*To do*.
Reproduce the entries below exactly, but only from the line containing "let content = std::fs::read_to_string(path)" to the line containing "year = 2020", inclusive.

*Saved data entries*.
........

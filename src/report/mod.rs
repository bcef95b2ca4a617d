//! Dashboard assembly.
//!
//! This module turns the configured input tables into the final HTML
//! page (or a JSON dump of the aggregated distributions).

pub mod dashboard;

pub use dashboard::{build_dashboard, build_json};
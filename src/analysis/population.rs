//! Age-bracket aggregation of population tables.

use crate::ingest::PopulationTable;
use crate::models::{AgeBracket, BracketSummary, DataError};
use std::collections::BTreeMap;
use tracing::debug;

/// Bucket a population table into fixed-width age brackets and sum the
/// counts of the `year` column, returning one summary per bracket in
/// ascending bracket order.
///
/// Rows whose age is not an integer (e.g. "Totale", "Non specificata")
/// are dropped. Percentages sum to 100 when the grand total is positive
/// and are all zero when it is not.
pub fn aggregate_population(
    table: &PopulationTable,
    year: i32,
    age_column: &str,
) -> Result<Vec<BracketSummary>, DataError> {
    let age_idx = table.require_column(age_column)?;
    let year_idx = table
        .column(&year.to_string())
        .ok_or(DataError::YearUnavailable(year))?;

    let mut totals: BTreeMap<AgeBracket, f64> = BTreeMap::new();
    for row in table.rows() {
        let age = match row.get(age_idx).and_then(|v| v.trim().parse::<u32>().ok()) {
            Some(age) => age,
            None => continue, // sentinel rows such as "Totale"
        };
        let Some(bracket) = AgeBracket::containing(age) else {
            continue;
        };

        let count = row
            .get(year_idx)
            .and_then(|v| v.trim().parse::<f64>().ok())
            .unwrap_or(0.0);
        *totals.entry(bracket).or_insert(0.0) += count;
    }

    let grand_total: f64 = totals.values().sum();
    debug!(
        "Aggregated {} brackets, total {} for year {}",
        totals.len(),
        grand_total,
        year
    );

    let summaries = totals
        .into_iter()
        .map(|(bracket, count)| BracketSummary {
            label: bracket.to_string(),
            count,
            percentage: if grand_total > 0.0 {
                count / grand_total * 100.0
            } else {
                0.0
            },
        })
        .collect();

    Ok(summaries)
}
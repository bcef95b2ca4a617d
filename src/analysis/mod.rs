//! Aggregation of raw tables into summary distributions.
//!
//! This module turns a population table into an age-bracket distribution
//! and a mortality table into per-territory cause totals.

pub mod mortality;
pub mod population;

pub use mortality::aggregate_causes;
pub use population::aggregate_population;
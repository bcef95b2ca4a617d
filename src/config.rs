//! Configuration file handling.
//!
//! This module handles loading and merging configuration from
//! `demograf.toml` files. The configuration is an explicit structure
//! passed into the assembler, never process-wide globals.

use anyhow::{Context, Result};
use serde::{Deserialize, Serialize};
use std::collections::BTreeMap;
use std::path::Path;

/// Root configuration structure.
#[derive(Debug, Clone, Default, Serialize, Deserialize)]
pub struct Config {
    /// Population analysis settings.
    #[serde(default)]
    pub population: PopulationConfig,

    /// Mortality analysis settings.
    #[serde(default)]
    pub mortality: MortalityConfig,

    /// HTTP server settings.
    #[serde(default)]
    pub server: ServerConfig,
}

/// Population table settings.
#[derive(Debug, Clone, Serialize, Deserialize)]
pub struct PopulationConfig {
    /// Territory name to population CSV path. One chart per entry.
    #[serde(default)]
    pub files: BTreeMap<String, String>,

    /// Year column to aggregate.
    #[serde(default = "default_population_year")]
    pub year: i32,

    /// Header name of the age column.
    #[serde(default = "default_age_column")]
    pub age_column: String,

    /// Minimum percentage for a bracket to appear on the pie chart.
    #[serde(default = "default_threshold")]
    pub min_percent: f64,
}

impl Default for PopulationConfig {
    fn default() -> Self {
        Self {
            files: BTreeMap::new(),
            year: default_population_year(),
            age_column: default_age_column(),
            min_percent: default_threshold(),
        }
    }
}

fn default_population_year() -> i32 {
    2019
}

fn default_age_column() -> String {
    "Età".to_string()
}

fn default_threshold() -> f64 {
    5.0
}

/// Mortality table settings.
#[derive(Debug, Clone, Serialize, Deserialize)]
pub struct MortalityConfig {
    /// Path to the mortality CSV. All territories share one table.
    #[serde(default)]
    pub file: String,

    /// Year to filter the table to.
    #[serde(default = "default_mortality_year")]
    pub year: i32,

    /// Minimum raw value for a cause to appear on the bar chart.
    ///
    /// Unlike `population.min_percent` this is an absolute value, not a
    /// percentage. The two thresholds are deliberately separate settings.
    #[serde(default = "default_threshold")]
    pub min_value: f64,

    /// Case-insensitive substring marking aggregate "total" rows, which
    /// are excluded to avoid double counting.
    #[serde(default = "default_total_marker")]
    pub total_marker: String,

    /// Header names of the required columns.
    #[serde(default)]
    pub columns: MortalityColumns,
}

impl Default for MortalityConfig {
    fn default() -> Self {
        Self {
            file: String::new(),
            year: default_mortality_year(),
            min_value: default_threshold(),
            total_marker: default_total_marker(),
            columns: MortalityColumns::default(),
        }
    }
}

fn default_mortality_year() -> i32 {
    2021
}

fn default_total_marker() -> String {
    "Totale".to_string()
}

/// Column header names of a mortality table.
///
/// Defaults match the ISTAT causes-of-death export.
#[derive(Debug, Clone, Serialize, Deserialize)]
pub struct MortalityColumns {
    /// Year column.
    #[serde(default = "default_time_column")]
    pub time: String,

    /// Territory column.
    #[serde(default = "default_territory_column")]
    pub territory: String,

    /// Cause-of-death label column.
    #[serde(default = "default_cause_column")]
    pub cause: String,

    /// Value column.
    #[serde(default = "default_value_column")]
    pub value: String,
}

impl Default for MortalityColumns {
    fn default() -> Self {
        Self {
            time: default_time_column(),
            territory: default_territory_column(),
            cause: default_cause_column(),
            value: default_value_column(),
        }
    }
}

fn default_time_column() -> String {
    "TIME".to_string()
}

fn default_territory_column() -> String {
    "Territorio".to_string()
}

fn default_cause_column() -> String {
    "Causa iniziale di morte - European Short List".to_string()
}

fn default_value_column() -> String {
    "Value".to_string()
}

/// HTTP server settings.
#[derive(Debug, Clone, Serialize, Deserialize)]
pub struct ServerConfig {
    /// Bind address.
    #[serde(default = "default_host")]
    pub host: String,

    /// Bind port.
    #[serde(default = "default_port")]
    pub port: u16,
}

impl Default for ServerConfig {
    fn default() -> Self {
        Self {
            host: default_host(),
            port: default_port(),
        }
    }
}

fn default_host() -> String {
    "127.0.0.1".to_string()
}

fn default_port() -> u16 {
    8080
}

impl Config {
    /// Load configuration from a file path.
    pub fn load(path: &Path) -> Result<Self> {
        let content = std::fs::read_to_string(path)
            .with_context(|| format!("Failed to read config file: {}", path.display()))?;

        let config: Config = toml::from_str(&content)
            .with_context(|| format!("Failed to parse config file: {}", path.display()))?;

        Ok(config)
    }

    /// Try to load configuration from the default location.
    ///
    /// Returns `Ok(None)` if the file doesn't exist, `Err` if it exists but
    /// can't be parsed.
    pub fn load_default() -> Result<Option<Self>> {
        let default_path = Path::new("demograf.toml");

        if default_path.exists() {
            Ok(Some(Self::load(default_path)?))
        } else {
            Ok(None)
        }
    }

    /// Merge this configuration with CLI arguments.
    ///
    /// CLI arguments take precedence over config file settings.
    /// This method only overrides config when CLI provides explicit values.
    pub fn merge_with_args(&mut self, args: &crate::cli::Args) {
        if let Some(ref host) = args.host {
            self.server.host = host.clone();
        }
        if let Some(port) = args.port {
            self.server.port = port;
        }
        if let Some(year) = args.population_year {
            self.population.year = year;
        }
        if let Some(year) = args.mortality_year {
            self.mortality.year = year;
        }
    }

    /// Generate a default configuration file content.
    pub fn default_toml() -> String {
        let mut config = Config::default();
        config
            .population
            .files
            .insert("Example".to_string(), "data/example.csv".to_string());
        config.mortality.file = "data/mortality.csv".to_string();
        toml::to_string_pretty(&config).unwrap_or_else(|_| String::new())
    }
}

#[cfg(test)]
mod tests {
    use super::*;

    #[test]
    fn test_default_config() {
        let config = Config::default();
        assert_eq!(config.population.year, 2019);
        assert_eq!(config.mortality.year, 2021);
        assert_eq!(config.population.age_column, "Età");
        assert_eq!(config.mortality.total_marker, "Totale");
        assert_eq!(config.server.port, 8080);
    }

    #[test]
    fn test_parse_config() {
        let toml_content = r#"
[population]
year = 2020
age_column = "Age"
min_percent = 2.5

[population.files]
Bari = "data/bari.csv"
Lecce = "data/lecce.csv"

[mortality]
file = "data/deaths.csv"
year = 2021

[mortality.columns]
time = "Time"
territory = "Territory"
cause = "Cause"
value = "Value"

[server]
port = 9000
"#;

        let config: Config = toml::from_str(toml_content).unwrap();
        assert_eq!(config.population.year, 2020);
        assert_eq!(config.population.age_column, "Age");
        assert_eq!(config.population.min_percent, 2.5);
        assert_eq!(config.population.files.len(), 2);
        assert_eq!(
            config.population.files.get("Bari").map(String::as_str),
            Some("data/bari.csv")
        );
        assert_eq!(config.mortality.columns.territory, "Territory");
        assert_eq!(config.server.port, 9000);
        // Unset fields keep their defaults
        assert_eq!(config.server.host, "127.0.0.1");
        assert_eq!(config.mortality.min_value, 5.0);
    }

    #[test]
    fn test_default_toml_generation() {
        let toml_str = Config::default_toml();
        assert!(!toml_str.is_empty());
        assert!(toml_str.contains("[population]"));
        assert!(toml_str.contains("[mortality]"));
        assert!(toml_str.contains("[server]"));

        // Round-trips through the parser
        let parsed: Config = toml::from_str(&toml_str).unwrap();
        assert_eq!(parsed.mortality.file, "data/mortality.csv");
    }
}
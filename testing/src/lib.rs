//! # Clinical Agents Testing
//!
//! Deterministic test doubles for the clinical agent chain.
//!
//! This crate provides:
//! - A scripted reasoning client that replays canned stage replies in call
//!   order and records what it was asked
//! - An audit sink that always fails its writes
//! - Builders for the sample request and happy-path stage scripts used
//!   across the workspace's tests
//!
//! ## Example
//!
//! ```
//! use std::sync::Arc;
//! use clinical_agents_core::{AuditSink, InMemoryAuditSink, Pipeline};
//! use clinical_agents_testing::{happy_path_script, mocks::ScriptedReasoningClient, sample_input};
//!
//! # #[tokio::main]
//! # async fn main() -> Result<(), Box<dyn std::error::Error>> {
//! let client = Arc::new(ScriptedReasoningClient::with_script(happy_path_script("HIGH")));
//! let sink = Arc::new(InMemoryAuditSink::new());
//! let pipeline = Pipeline::new(client, Arc::clone(&sink) as Arc<dyn AuditSink>);
//!
//! let output = pipeline.run(sample_input()).await?;
//! assert!(output.approval_required);
//! # Ok(())
//! # }
//! ```

use clinical_agents_core::{ClinicalInput, ReasoningError, Vitals};
use serde_json::{Value, json};

/// Mock implementations of the chain's external boundaries.
pub mod mocks {
    use std::collections::VecDeque;

    use async_trait::async_trait;
    use clinical_agents_core::{
        AuditError, AuditRecord, AuditSink, ReasoningClient, ReasoningError,
    };
    use serde_json::Value;
    use tokio::sync::Mutex;

    /// Reasoning client replaying a fixed script of replies in call order.
    ///
    /// The chain's stage order is fixed, so scripting replies positionally
    /// both drives the run and asserts the order. An exhausted script fails
    /// the call, which catches runs that invoke more stages than expected.
    pub struct ScriptedReasoningClient {
        script: Mutex<VecDeque<Result<Value, ReasoningError>>>,
        instructions: Mutex<Vec<String>>,
    }

    impl ScriptedReasoningClient {
        /// Create a client that replays `script` front to back.
        #[must_use]
        pub fn with_script(script: Vec<Result<Value, ReasoningError>>) -> Self {
            Self {
                script: Mutex::new(script.into()),
                instructions: Mutex::new(Vec::new()),
            }
        }

        /// Number of invocations so far.
        pub async fn call_count(&self) -> usize {
            self.instructions.lock().await.len()
        }

        /// System instructions received, in call order.
        pub async fn instructions(&self) -> Vec<String> {
            self.instructions.lock().await.clone()
        }
    }

    #[async_trait]
    impl ReasoningClient for ScriptedReasoningClient {
        async fn invoke(
            &self,
            system_instruction: &str,
            _payload: &Value,
        ) -> Result<Value, ReasoningError> {
            self.instructions
                .lock()
                .await
                .push(system_instruction.to_string());
            self.script
                .lock()
                .await
                .pop_front()
                .unwrap_or_else(|| Err(ReasoningError::CallFailed("script exhausted".to_string())))
        }
    }

    /// Audit sink whose writes always fail.
    #[derive(Debug, Default)]
    pub struct FailingAuditSink;

    impl FailingAuditSink {
        /// Create the failing sink.
        #[must_use]
        pub const fn new() -> Self {
            Self
        }
    }

    #[async_trait]
    impl AuditSink for FailingAuditSink {
        async fn record(&self, _record: AuditRecord) -> Result<(), AuditError> {
            Err(AuditError::Storage("audit store unavailable".to_string()))
        }
    }
}

/// The 65-year-old shortness-of-breath request used across tests.
#[must_use]
pub fn sample_input() -> ClinicalInput {
    ClinicalInput {
        patient_id: "P001".to_string(),
        age: 65,
        gender: "male".to_string(),
        symptoms: "shortness of breath".to_string(),
        vitals: Vitals {
            heart_rate: 110,
            blood_pressure: "150/95".to_string(),
            temperature: 37.8,
            oxygen_saturation: 91,
        },
        lab_results: None,
        clinical_notes: None,
    }
}

/// Canned replies for the five reasoning stages of one successful run,
/// with the risk stage reporting `risk_level`.
#[must_use]
pub fn happy_path_script(risk_level: &str) -> Vec<Result<Value, ReasoningError>> {
    vec![
        Ok(json!({
            "patient_profile": {
                "age": 65,
                "heart_rate_bpm": 110,
                "oxygen_saturation_pct": 91,
            },
            "data_quality_flags": ["oxygen_saturation below normal range"],
        })),
        Ok(json!({
            "concerns": ["possible cardiopulmonary compromise"],
            "language": "probabilistic",
        })),
        Ok(json!({
            "risk_level": risk_level,
            "justification": "tachycardia with borderline hypoxia",
        })),
        Ok(json!({
            "diagnostics": ["ECG", "chest X-ray", "arterial blood gas"],
            "care_pathways": ["urgent clinical review"],
            "disclaimer": "Decision support only; not a diagnosis.",
        })),
        Ok(json!({
            "reasoning": "Classification follows from abnormal vitals and flagged concerns.",
        })),
    ]
}

#[cfg(test)]
#[allow(clippy::unwrap_used)]
mod tests {
    use super::mocks::ScriptedReasoningClient;
    use super::*;
    use clinical_agents_core::ReasoningClient;

    #[tokio::test]
    async fn test_script_replays_in_order() {
        let client = ScriptedReasoningClient::with_script(vec![
            Ok(json!({"first": true})),
            Err(ReasoningError::CallFailed("down".to_string())),
        ]);

        let first = client.invoke("one", &json!({})).await.unwrap();
        assert_eq!(first, json!({"first": true}));

        let second = client.invoke("two", &json!({})).await;
        assert!(second.is_err());

        assert_eq!(client.call_count().await, 2);
        assert_eq!(client.instructions().await, vec!["one", "two"]);
    }

    #[tokio::test]
    async fn test_exhausted_script_fails_the_call() {
        let client = ScriptedReasoningClient::with_script(vec![]);
        let result = client.invoke("anything", &json!({})).await;
        assert!(matches!(result, Err(ReasoningError::CallFailed(_))));
    }

    #[test]
    fn test_happy_path_script_covers_five_stages() {
        let script = happy_path_script("LOW");
        assert_eq!(script.len(), 5);
        assert!(script.iter().all(Result::is_ok));
    }
}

........

*Solution below*.
        let content = std::fs::read_to_string(path)
            .with_context(|| format!("Failed to read config file: {}", path.display()))?;

        let config: Config = toml::from_str(&content)
            .with_context(|| format!("Failed to parse config file: {}", path.display()))?;

        Ok(config)
    }

    /// Try to load configuration from the default location.
    ///
    /// Returns `Ok(None)` if the file doesn't exist, `Err` if it exists but
    /// can't be parsed.
    pub fn load_default() -> Result<Option<Self>> {
        let default_path = Path::new("demograf.toml");

        if default_path.exists() {
            Ok(Some(Self::load(default_path)?))
        } else {
            Ok(None)
        }
    }

    /// Merge this configuration with CLI arguments.
    ///
    /// CLI arguments take precedence over config file settings.
    /// This method only overrides config when CLI provides explicit values.
    pub fn merge_with_args(&mut self, args: &crate::cli::Args) {
        if let Some(ref host) = args.host {
            self.server.host = host.clone();
        }
        if let Some(port) = args.port {
            self.server.port = port;
        }
        if let Some(year) = args.population_year {
            self.population.year = year;
        }
        if let Some(year) = args.mortality_year {
            self.mortality.year = year;
        }
    }

    /// Generate a default configuration file content.
    pub fn default_toml() -> String {
        let mut config = Config::default();
        config
            .population
            .files
            .insert("Example".to_string(), "data/example.csv".to_string());
        config.mortality.file = "data/mortality.csv".to_string();
        toml::to_string_pretty(&config).unwrap_or_else(|_| String::new())
    }
}

#[cfg(test)]
mod tests {
    use super::*;

    #[test]
    fn test_default_config() {
        let config = Config::default();
        assert_eq!(config.population.year, 2019);
        assert_eq!(config.mortality.year, 2021);
        assert_eq!(config.population.age_column, "Età");
        assert_eq!(config.mortality.total_marker, "Totale");
        assert_eq!(config.server.port, 8080);
    }

    #[test]
    fn test_parse_config() {
        let toml_content = r#"
[population]
year = 2020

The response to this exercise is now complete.